- [What you should do] Repeat each of these records exactly.

- [Records supplied]

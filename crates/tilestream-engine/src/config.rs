//! Driver configuration.
//!
//! Bundles the streamer settings with the scripted walk the headless driver
//! plays back. Configuration can be loaded from and saved to a TOML file.

use serde::{Deserialize, Serialize};
use std::fs;
use std::io::{self, Write};
use std::path::{Path, PathBuf};
use tracing::{info, warn};

use tilestream_world::StreamerConfig;

/// Configuration file name.
pub const CONFIG_FILE: &str = "tilestream.toml";

/// One straight segment of the scripted walk.
#[derive(Debug, Clone, PartialEq, Serialize, Deserialize)]
pub struct WalkLeg {
    /// Horizontal direction (-1, 0 or 1)
    pub dx: f32,
    /// Vertical direction (-1, 0 or 1)
    pub dy: f32,
    /// Number of frames to hold this direction
    pub frames: u32,
    /// Hold the sprint modifier
    #[serde(default)]
    pub sprint: bool,
}

/// Scripted movement played back by the driver.
#[derive(Debug, Clone, PartialEq, Serialize, Deserialize)]
#[serde(default)]
pub struct WalkConfig {
    /// Player speed in world pixels per second
    pub base_speed: f32,
    /// Speed multiplier while sprinting
    pub sprint_multiplier: f32,
    /// Simulated frame duration in seconds
    pub frame_time: f32,
    /// Extra frames of random wandering after the legs
    pub random_frames: u32,
    /// Seed for random wandering
    pub random_seed: u64,
    /// Scripted legs, played in order
    pub legs: Vec<WalkLeg>,
}

impl Default for WalkConfig {
    fn default() -> Self {
        Self {
            base_speed: 200.0,
            sprint_multiplier: 10.0,
            frame_time: 1.0 / 60.0,
            random_frames: 0,
            random_seed: 1,
            legs: vec![
                WalkLeg {
                    dx: 1.0,
                    dy: 0.0,
                    frames: 240,
                    sprint: false,
                },
                WalkLeg {
                    dx: 0.0,
                    dy: 1.0,
                    frames: 60,
                    sprint: true,
                },
                WalkLeg {
                    dx: -1.0,
                    dy: -1.0,
                    frames: 120,
                    sprint: true,
                },
            ],
        }
    }
}

/// Driver configuration parameters.
#[derive(Debug, Clone, PartialEq, Serialize, Deserialize)]
#[serde(default)]
pub struct EngineConfig {
    /// Starting chunk
    pub origin: (i32, i32),
    /// Write a JSON run report here when set
    pub report_path: Option<PathBuf>,
    /// Print the final window as text
    pub print_map: bool,
    /// Window and generator settings
    pub streamer: StreamerConfig,
    /// Scripted movement
    pub walk: WalkConfig,
}

impl Default for EngineConfig {
    fn default() -> Self {
        Self {
            origin: (0, 0),
            report_path: None,
            print_map: true,
            streamer: StreamerConfig::default(),
            walk: WalkConfig::default(),
        }
    }
}

impl EngineConfig {
    /// Load configuration from a specific path.
    /// Returns default config if file doesn't exist or is invalid.
    pub fn load_from<P: AsRef<Path>>(path: P) -> Self {
        let path = path.as_ref();

        if !path.exists() {
            info!("Config file not found, using defaults");
            return Self::default();
        }

        match fs::read_to_string(path) {
            Ok(contents) => match toml::from_str(&contents) {
                Ok(config) => {
                    info!("Loaded config from {}", path.display());
                    config
                },
                Err(e) => {
                    warn!("Failed to parse config file: {e}");
                    Self::default()
                },
            },
            Err(e) => {
                warn!("Failed to read config file: {e}");
                Self::default()
            },
        }
    }

    /// Save configuration to a specific path.
    #[allow(dead_code)]
    pub fn save_to<P: AsRef<Path>>(&self, path: P) -> io::Result<()> {
        let path = path.as_ref();

        if let Some(parent) = path.parent() {
            fs::create_dir_all(parent)?;
        }

        let contents = toml::to_string_pretty(self)
            .map_err(|e| io::Error::new(io::ErrorKind::InvalidData, e))?;

        let mut file = fs::File::create(path)?;
        file.write_all(contents.as_bytes())?;

        info!("Saved config to {}", path.display());
        Ok(())
    }

    /// Validate and clamp configuration values to sensible ranges.
    pub fn validate(&mut self) {
        self.streamer.validate();

        self.walk.base_speed = self.walk.base_speed.clamp(0.0, 10_000.0);
        self.walk.sprint_multiplier = self.walk.sprint_multiplier.clamp(1.0, 100.0);
        self.walk.frame_time = self.walk.frame_time.clamp(1.0 / 1000.0, 1.0);
        for leg in &mut self.walk.legs {
            leg.dx = leg.dx.clamp(-1.0, 1.0);
            leg.dy = leg.dy.clamp(-1.0, 1.0);
        }
    }
}

#[cfg(test)]
mod tests {
    use super::*;
    use tempfile::TempDir;

    #[test]
    fn test_default_config() {
        let config = EngineConfig::default();
        assert_eq!(config.origin, (0, 0));
        assert_eq!(config.streamer.view_distance, 3);
        assert_eq!(config.walk.legs.len(), 3);
        assert!(config.report_path.is_none());
    }

    #[test]
    fn test_config_validation() {
        let mut config = EngineConfig::default();
        config.streamer.view_distance = 99;
        config.walk.sprint_multiplier = 0.0;
        config.walk.legs[0].dx = 5.0;

        config.validate();

        assert_eq!(config.streamer.view_distance, 16);
        assert!((config.walk.sprint_multiplier - 1.0).abs() < f32::EPSILON);
        assert!((config.walk.legs[0].dx - 1.0).abs() < f32::EPSILON);
    }

    #[test]
    fn test_config_save_load() {
        let temp_dir = TempDir::new().expect("Failed to create temp dir");
        let config_path = temp_dir.path().join("nested").join(CONFIG_FILE);

        let mut config = EngineConfig::default();
        config.origin = (-4, 9);
        config.streamer.view_distance = 5;
        config.streamer.generator.seed = 1234;
        config.report_path = Some(PathBuf::from("report.json"));

        config.save_to(&config_path).expect("Failed to save config");

        let loaded = EngineConfig::load_from(&config_path);
        assert_eq!(loaded, config);
    }

    #[test]
    fn test_config_load_missing_file() {
        let config = EngineConfig::load_from("/nonexistent/path/tilestream.toml");
        assert_eq!(config, EngineConfig::default());
    }

    #[test]
    fn test_config_partial_file_uses_defaults() {
        let temp_dir = TempDir::new().expect("Failed to create temp dir");
        let config_path = temp_dir.path().join(CONFIG_FILE);
        fs::write(&config_path, "[streamer]\nview_distance = 2\n").expect("write");

        let config = EngineConfig::load_from(&config_path);
        assert_eq!(config.streamer.view_distance, 2);
        assert_eq!(config.streamer.texture_size, 256);
        assert_eq!(config.walk, WalkConfig::default());
    }

    #[test]
    fn test_config_invalid_file_falls_back() {
        let temp_dir = TempDir::new().expect("Failed to create temp dir");
        let config_path = temp_dir.path().join(CONFIG_FILE);
        fs::write(&config_path, "streamer = 12").expect("write");

        let config = EngineConfig::load_from(&config_path);
        assert_eq!(config, EngineConfig::default());
    }
}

- [Reply]
filename crates/tilestream-engine/src/config.rs
//! Driver configuration.
//!
//! Bundles the streamer settings with the scripted walk the headless driver
//! plays back. Configuration can be loaded from and saved to a TOML file.

use serde::{Deserialize, Serialize};
use std::fs;
use std::io::{self, Write};
use std::path::{Path, PathBuf};
use tracing::{info, warn};

use tilestream_world::StreamerConfig;

/// Configuration file name.
pub const CONFIG_FILE: &str = "tilestream.toml";

/// One straight segment of the scripted walk.
#[derive(Debug, Clone, PartialEq, Serialize, Deserialize)]
pub struct WalkLeg {
    /// Horizontal direction (-1, 0 or 1)
    pub dx: f32,
    /// Vertical direction (-1, 0 or 1)
    pub dy: f32,
    /// Number of frames to hold this direction
    pub frames: u32,
    /// Hold the sprint modifier
    #[serde(default)]
    pub sprint: bool,
}

/// Scripted movement played back by the driver.
#[derive(Debug, Clone, PartialEq, Serialize, Deserialize)]
#[serde(default)]
pub struct WalkConfig {
    /// Player speed in world pixels per second
    pub base_speed: f32,
    /// Speed multiplier while sprinting
    pub sprint_multiplier: f32,
    /// Simulated frame duration in seconds
    pub frame_time: f32,
    /// Extra frames of random wandering after the legs
    pub random_frames: u32,
    /// Seed for random wandering
    pub random_seed: u64,
    /// Scripted legs, played in order
    pub legs: Vec<WalkLeg>,
}

impl Default for WalkConfig {
    fn default() -> Self {
        Self {
            base_speed: 200.0,
            sprint_multiplier: 10.0,
            frame_time: 1.0 / 60.0,
            random_frames: 0,
            random_seed: 1,
            legs: vec![
                WalkLeg {
                    dx: 1.0,
                    dy: 0.0,
                    frames: 240,
                    sprint: false,
                },
                WalkLeg {
                    dx: 0.0,
                    dy: 1.0,
                    frames: 60,
                    sprint: true,
                },
                WalkLeg {
                    dx: -1.0,
                    dy: -1.0,
                    frames: 120,
                    sprint: true,
                },
            ],
        }
    }
}

/// Driver configuration parameters.
#[derive(Debug, Clone, PartialEq, Serialize, Deserialize)]
#[serde(default)]
pub struct EngineConfig {
    /// Starting chunk
    pub origin: (i32, i32),
    /// Write a JSON run report here when set
    pub report_path: Option<PathBuf>,
    /// Print the final window as text
    pub print_map: bool,
    /// Window and generator settings
    pub streamer: StreamerConfig,
    /// Scripted movement
    pub walk: WalkConfig,
}

impl Default for EngineConfig {
    fn default() -> Self {
        Self {
            origin: (0, 0),
            report_path: None,
            print_map: true,
            streamer: StreamerConfig::default(),
            walk: WalkConfig::default(),
        }
    }
}

impl EngineConfig {
    /// Load configuration from a specific path.
    /// Returns default config if file doesn't exist or is invalid.
    pub fn load_from<P: AsRef<Path>>(path: P) -> Self {
        let path = path.as_ref();

        if !path.exists() {
            info!("Config file not found, using defaults");
            return Self::default();
        }

        match fs::read_to_string(path) {
            Ok(contents) => match toml::from_str(&contents) {
                Ok(config) => {
                    info!("Loaded config from {}", path.display());
                    config
                },
                Err(e) => {
                    warn!("Failed to parse config file: {e}");
                    Self::default()
                },
            },
            Err(e) => {
                warn!("Failed to read config file: {e}");
                Self::default()
            },
        }
    }

    /// Save configuration to a specific path.
    #[allow(dead_code)]
    pub fn save_to<P: AsRef<Path>>(&self, path: P) -> io::Result<()> {
        let path = path.as_ref();

        if let Some(parent) = path.parent() {
            fs::create_dir_all(parent)?;
        }

        let contents = toml::to_string_pretty(self)
            .map_err(|e| io::Error::new(io::ErrorKind::InvalidData, e))?;

        let mut file = fs::File::create(path)?;
        file.write_all(contents.as_bytes())?;

        info!("Saved config to {}", path.display());
        Ok(())
    }

    /// Validate and clamp configuration values to sensible ranges.
    pub fn validate(&mut self) {
        self.streamer.validate();

        self.walk.base_speed = self.walk.base_speed.clamp(0.0, 10_000.0);
        self.walk.sprint_multiplier = self.walk.sprint_multiplier.clamp(1.0, 100.0);
        self.walk.frame_time = self.walk.frame_time.clamp(1.0 / 1000.0, 1.0);
        for leg in &mut self.walk.legs {
            leg.dx = leg.dx.clamp(-1.0, 1.0);
            leg.dy = leg.dy.clamp(-1.0, 1.0);
        }
    }
}

#[cfg(test)]
mod tests {
    use super::*;
    use tempfile::TempDir;

    #[test]
    fn test_default_config() {
        let config = EngineConfig::default();
        assert_eq!(config.origin, (0, 0));
        assert_eq!(config.streamer.view_distance, 3);
        assert_eq!(config.walk.legs.len(), 3);
        assert!(config.report_path.is_none());
    }

    #[test]
    fn test_config_validation() {
        let mut config = EngineConfig::default();
        config.streamer.view_distance = 99;
        config.walk.sprint_multiplier = 0.0;
        config.walk.legs[0].dx = 5.0;

        config.validate();

        assert_eq!(config.streamer.view_distance, 16);
        assert!((config.walk.sprint_multiplier - 1.0).abs() < f32::EPSILON);
        assert!((config.walk.legs[0].dx - 1.0).abs() < f32::EPSILON);
    }

    #[test]
    fn test_config_save_load() {
        let temp_dir = TempDir::new().expect("Failed to create temp dir");
        let config_path = temp_dir.path().join("nested").join(CONFIG_FILE);

        let mut config = EngineConfig::default();
        config.origin = (-4, 9);
        config.streamer.view_distance = 5;
        config.streamer.generator.seed = 1234;
        config.report_path = Some(PathBuf::from("report.json"));

        config.save_to(&config_path).expect("Failed to save config");

        let loaded = EngineConfig::load_from(&config_path);
        assert_eq!(loaded, config);
    }

    #[test]
    fn test_config_load_missing_file() {
        let config = EngineConfig::load_from("/nonexistent/path/tilestream.toml");
        assert_eq!(config, EngineConfig::default());
    }

    #[test]
    fn test_config_partial_file_uses_defaults() {
        let temp_dir = TempDir::new().expect("Failed to create temp dir");
        let config_path = temp_dir.path().join(CONFIG_FILE);
        fs::write(&config_path, "[streamer]\nview_distance = 2\n").expect("write");

        let config = EngineConfig::load_from(&config_path);
        assert_eq!(config.streamer.view_distance, 2);
        assert_eq!(config.streamer.texture_size, 256);
        assert_eq!(config.walk, WalkConfig::default());
    }

    #[test]
    fn test_config_invalid_file_falls_back() {
        let temp_dir = TempDir::new().expect("Failed to create temp dir");
        let config_path = temp_dir.path().join(CONFIG_FILE);
        fs::write(&config_path, "streamer = 12").expect("write");

        let config = EngineConfig::load_from(&config_path);
        assert_eq!(config, EngineConfig::default());
    }
}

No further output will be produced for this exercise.